Ah, this is Pride; let me be proud. Stomp about the place. Max was always my favourite childhood story.
I have, for the first time in decades, found myself calling where I live, Home. I haven't felt at ease in the place I've dwelt for decades. I have three and a tenth lived, and, of those, only a sixth of a decade has been lived somewhere I feel safe and calm and nurturing and warm. Six years in sum, in safety at home. I haven't called the place I returned to Home for years. Six years spent homeless, this last time. and before then a restlessness where I lived, the feeling of a snare snapped shut upon me, of inescapable living situations.
I have struggled to write of what constitutes Home for as long as I've written. It is a subject I've little experience with.

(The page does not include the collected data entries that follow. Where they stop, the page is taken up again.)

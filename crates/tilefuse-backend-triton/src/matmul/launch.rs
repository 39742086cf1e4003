use tilefuse::config::{DeviceDescription, TritonGemmConfig};
use tilefuse::ir::ProgramIdDim;

use super::dims::MatMulDims;
use crate::error::EmitResult;
use crate::launch::LaunchDimensions;
use crate::ret_check;

/// Largest grid extent along y and z.
const MAX_GRID_YZ: i64 = 65536;

/// Launch grid of a matmul kernel and the program id dimensions that index it.
#[derive(Debug, Clone, Copy, PartialEq, Eq)]
pub struct MatMulLaunchConfig {
    pub launch_dims: LaunchDimensions,
    pub batch_program_id_dim: ProgramIdDim,
    pub noncontracting_program_id_dim: ProgramIdDim,
    pub grid_m: i64,
    pub grid_n: i64,
}

impl MatMulLaunchConfig {
    /// `batch_size` is the dot's batch extent (or the non-contracting split), 1 otherwise.
    pub fn new(
        config: &TritonGemmConfig,
        dims: &MatMulDims,
        batch_size: i64,
        device: &DeviceDescription,
    ) -> EmitResult<Self> {
        let grid_m = (dims.m + config.block_m - 1) / config.block_m;
        let grid_n = (dims.n + config.block_n - 1) / config.block_n;
        let noncontracting_programs = grid_m * grid_n;
        ret_check!(
            batch_size * noncontracting_programs < MAX_GRID_YZ * MAX_GRID_YZ,
            "grid of {batch_size}x{noncontracting_programs} programs is too large"
        );

        let threads = config.num_warps * device.threads_per_warp;
        let (block_counts, batch_dim, noncontracting_dim) = if batch_size >= MAX_GRID_YZ {
            // Large batches go on x, the only axis without the 65535 limit.
            (
                [batch_size, noncontracting_programs, config.split_k],
                ProgramIdDim::X,
                ProgramIdDim::Y,
            )
        } else {
            (
                [noncontracting_programs, batch_size, config.split_k],
                ProgramIdDim::Y,
                ProgramIdDim::X,
            )
        };

        Ok(Self {
            launch_dims: LaunchDimensions::new(block_counts, threads),
            batch_program_id_dim: batch_dim,
            noncontracting_program_id_dim: noncontracting_dim,
            grid_m,
            grid_n,
        })
    }
}
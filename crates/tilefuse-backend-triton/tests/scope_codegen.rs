use half::bf16;
use tilefuse::analysis::Scope;
use tilefuse::config::DeviceDescription;
use tilefuse::hlo::{ComputationId, HloModule, Opcode, PrimitiveType, Shape};
use tilefuse::ir::{Func, FuncBuilder, ScalarType, Type, ValueId};
use tilefuse_backend_ref_cpu::{HostBuffer, Interpreter};
use tilefuse_backend_triton::codegen::types::cast;
use tilefuse_backend_triton::codegen::{emit_parameter_load, emit_scope, EmitContext, ValueEnv};

const LEN: i64 = 4;

fn block_pointer(b: &mut FuncBuilder, arg: usize) -> ValueId {
    let base = b.arg(arg);
    let shape = b.const_i64(LEN);
    let stride = b.const_i64(1);
    let zero = b.const_i32(0);
    b.make_tensor_ptr(base, &[shape], &[stride], &[zero], &[LEN], &[0])
}

fn binary_computation(opcode: Opcode) -> (HloModule, ComputationId) {
    let mut module = HloModule::new("m");
    let mut b = module.builder("fused");
    let x = b.parameter(0, Shape::array(PrimitiveType::F32, &[LEN]));
    let y = b.parameter(1, Shape::array(PrimitiveType::F32, &[LEN]));
    let root = b.elementwise(opcode, &[x, y]);
    let computation = b.finish(root);
    (module, computation)
}

/// `out = opcode(x, y)` over four f32 lanes.
fn binary_kernel(opcode: Opcode) -> Func {
    let (module, computation) = binary_computation(opcode);
    let device = DeviceDescription::a100();
    let cx = EmitContext {
        module: &module,
        device: &device,
    };
    let ptr = Type::Ptr(ScalarType::F32);
    let mut b = FuncBuilder::new("binary", &[ptr.clone(), ptr.clone(), ptr]);
    let mut values = ValueEnv::new();
    for (number, &parameter) in module.computation(computation).parameters.iter().enumerate() {
        let pointer = block_pointer(&mut b, number);
        let loaded = emit_parameter_load(&mut b, pointer, &[]);
        values.insert(parameter, loaded).unwrap();
    }
    let result = emit_scope(
        &mut b,
        &cx,
        None,
        Scope::Output,
        &[],
        &module.post_order(computation),
        &mut values,
    )
    .unwrap();
    let out = block_pointer(&mut b, 2);
    b.store(out, result, &[]);
    b.ret();
    b.finish().unwrap()
}

fn run_binary(opcode: Opcode, x: &[f32], y: &[f32]) -> Vec<f32> {
    let func = binary_kernel(opcode);
    let mut buffers = vec![
        HostBuffer::from_f32(x),
        HostBuffer::from_f32(y),
        HostBuffer::zeros(ScalarType::F32, LEN as usize),
    ];
    Interpreter::new(&func).launch([1, 1, 1], &mut buffers).unwrap();
    buffers[2].to_f32_vec()
}

#[test]
fn maximum_and_minimum_propagate_nan() {
    let x = [1.0, f32::NAN, f32::NAN, 5.0];
    let y = [f32::NAN, 2.0, f32::NAN, 3.0];
    for opcode in [Opcode::Maximum, Opcode::Minimum] {
        let out = run_binary(opcode, &x, &y);
        assert!(out[..3].iter().all(|v| v.is_nan()), "{opcode:?}: {out:?}");
    }
    assert_eq!(run_binary(Opcode::Maximum, &x, &y)[3], 5.0);
    assert_eq!(run_binary(Opcode::Minimum, &x, &y)[3], 3.0);
}

#[test]
fn signed_zero_maximum_is_deterministic() {
    let x = [0.0, -0.0, 0.0, -0.0];
    let y = [-0.0, 0.0, 0.0, -0.0];
    let first = run_binary(Opcode::Maximum, &x, &y);
    let second = run_binary(Opcode::Maximum, &x, &y);
    let bits = |values: &[f32]| values.iter().map(|v| v.to_bits()).collect::<Vec<_>>();
    assert_eq!(bits(&first), bits(&second));
    assert!(first.iter().all(|v| *v == 0.0));
}

#[test]
fn math_library_ops_call_device_functions() {
    let func = binary_kernel(Opcode::Power);
    let calls = func.ops_named("tt.extern_elementwise");
    assert_eq!(calls.len(), 1);
    match &calls[0].kind {
        tilefuse::ir::OpKind::ExternElementwise { symbol, path, .. } => {
            assert_eq!(symbol, "__nv_powf");
            assert_eq!(path, &DeviceDescription::a100().libdevice_path);
        }
        other => panic!("unexpected op {other:?}"),
    }

    let out = {
        let mut buffers = vec![
            HostBuffer::from_f32(&[2.0, 3.0, 4.0, 9.0]),
            HostBuffer::from_f32(&[3.0, 2.0, 0.5, 0.5]),
            HostBuffer::zeros(ScalarType::F32, LEN as usize),
        ];
        Interpreter::new(&func).launch([1, 1, 1], &mut buffers).unwrap();
        buffers[2].to_f32_vec()
    };
    assert_eq!(out, vec![8.0, 9.0, 2.0, 3.0]);
}

#[test]
fn unsupported_opcodes_are_reported() {
    let mut module = HloModule::new("m");
    let mut hb = module.builder("fused");
    let x = hb.parameter(0, Shape::array(PrimitiveType::F32, &[LEN]));
    let iota = hb.reshape_like(Opcode::Iota, x, Shape::array(PrimitiveType::F32, &[LEN]));
    let computation = hb.finish(iota);

    let device = DeviceDescription::a100();
    let cx = EmitContext {
        module: &module,
        device: &device,
    };
    let mut b = FuncBuilder::new("k", &[Type::Ptr(ScalarType::F32)]);
    let pointer = block_pointer(&mut b, 0);
    let loaded = emit_parameter_load(&mut b, pointer, &[]);
    let mut values = ValueEnv::new();
    values.insert(x, loaded).unwrap();
    let err = emit_scope(
        &mut b,
        &cx,
        None,
        Scope::Output,
        &[],
        &module.post_order(computation),
        &mut values,
    )
    .unwrap_err();
    let message = err.to_string();
    assert!(message.starts_with("unsupported: Unsupported operation"), "{message}");
    assert!(message.contains("(iota)"), "{message}");
}

/// Loads `src`, widens to `wide`, narrows back and stores.
fn round_trip_kernel(src: ScalarType, wide: ScalarType) -> Func {
    let ptr = Type::Ptr(src);
    let mut b = FuncBuilder::new("round_trip", &[ptr.clone(), ptr]);
    let input = block_pointer(&mut b, 0);
    let loaded = emit_parameter_load(&mut b, input, &[]);
    let widened = cast(&mut b, loaded, wide).unwrap();
    let narrowed = cast(&mut b, widened, src).unwrap();
    let output = block_pointer(&mut b, 1);
    b.store(output, narrowed, &[]);
    b.ret();
    b.finish().unwrap()
}

fn round_trip(input: HostBuffer, wide: ScalarType) -> HostBuffer {
    let elem = input.elem();
    let func = round_trip_kernel(elem, wide);
    let mut buffers = vec![input, HostBuffer::zeros(elem, LEN as usize)];
    Interpreter::new(&func).launch([1, 1, 1], &mut buffers).unwrap();
    buffers.pop().unwrap()
}

#[test]
fn widening_and_narrowing_back_is_exact() {
    let floats = [1.5f32, -0.25, 1024.0, -3.0];
    let bf16_values: Vec<bf16> = floats.iter().map(|v| bf16::from_f32(*v)).collect();
    for wide in [ScalarType::F32, ScalarType::F64] {
        let out = round_trip(HostBuffer::from_bf16(&bf16_values), wide);
        assert_eq!(out.to_f32_vec(), floats.to_vec(), "bf16 via {wide:?}");
    }
    let out = round_trip(HostBuffer::from_f32(&floats), ScalarType::F64);
    assert_eq!(out.to_f32_vec(), floats.to_vec());

    let ints = [-128i8, -1, 0, 127];
    for wide in [ScalarType::I32, ScalarType::F32, ScalarType::Bf16] {
        let out = round_trip(HostBuffer::from_i8(&ints), wide);
        assert_eq!(out.to_i64_vec(), vec![-128, -1, 0, 127], "i8 via {wide:?}");
    }
    let shorts = [-32768i16, -5, 300, 32767];
    let out = round_trip(HostBuffer::from_i16(&shorts), ScalarType::F32);
    assert_eq!(out.to_i64_vec(), vec![-32768, -5, 300, 32767]);
}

The first thing I had to adjust to was the notion that not everything need stay within the confines of my room. That I had the entirety of Home in which to place things. The second thing I had to adjust to was the comfort; nothing was too loud, too cold, too messy. I felt unnerved by the fact I wasn't being inundated by sensory discomforts. I believe that people who chronically suffer overstimulation find themselves overstimulated by the quiet found in peace. It is a welcome strangeness, to me. A sad one, surely,
For the first time in my life, I have been able to have visitors and host them myself. There were friends who visited throughout my childhood – perhaps two, and not often. I have had twice that, and a guest who remained with me for a week (my lovely Moonflower!) and will have as many as I wish, forevermore.
My nest, mine, all mine.
I have been doing my dishes in a third of the time these days; I have been doing laundry whenever I please; I have kept my floors so clean that I feel safe going barefoot. I have danced. I have sang. I have felt more rested upon awakening.The plants are thriving, too; they reach and rise.
I call my beloveds from my living room now, instead of my closet. I have a living room now. Me. A den, in earnest. After I obtain the rest of my furnishings, I shall delve into decoration. My first time decorating beyond putting art on otherwise empty walls. I got an oil change and felt nothing about running the errand. I felt as free leaving my home as I felt returning there.
I don't live behind someone else's hearth. I live with mine. Home. Home! I've a home! Me!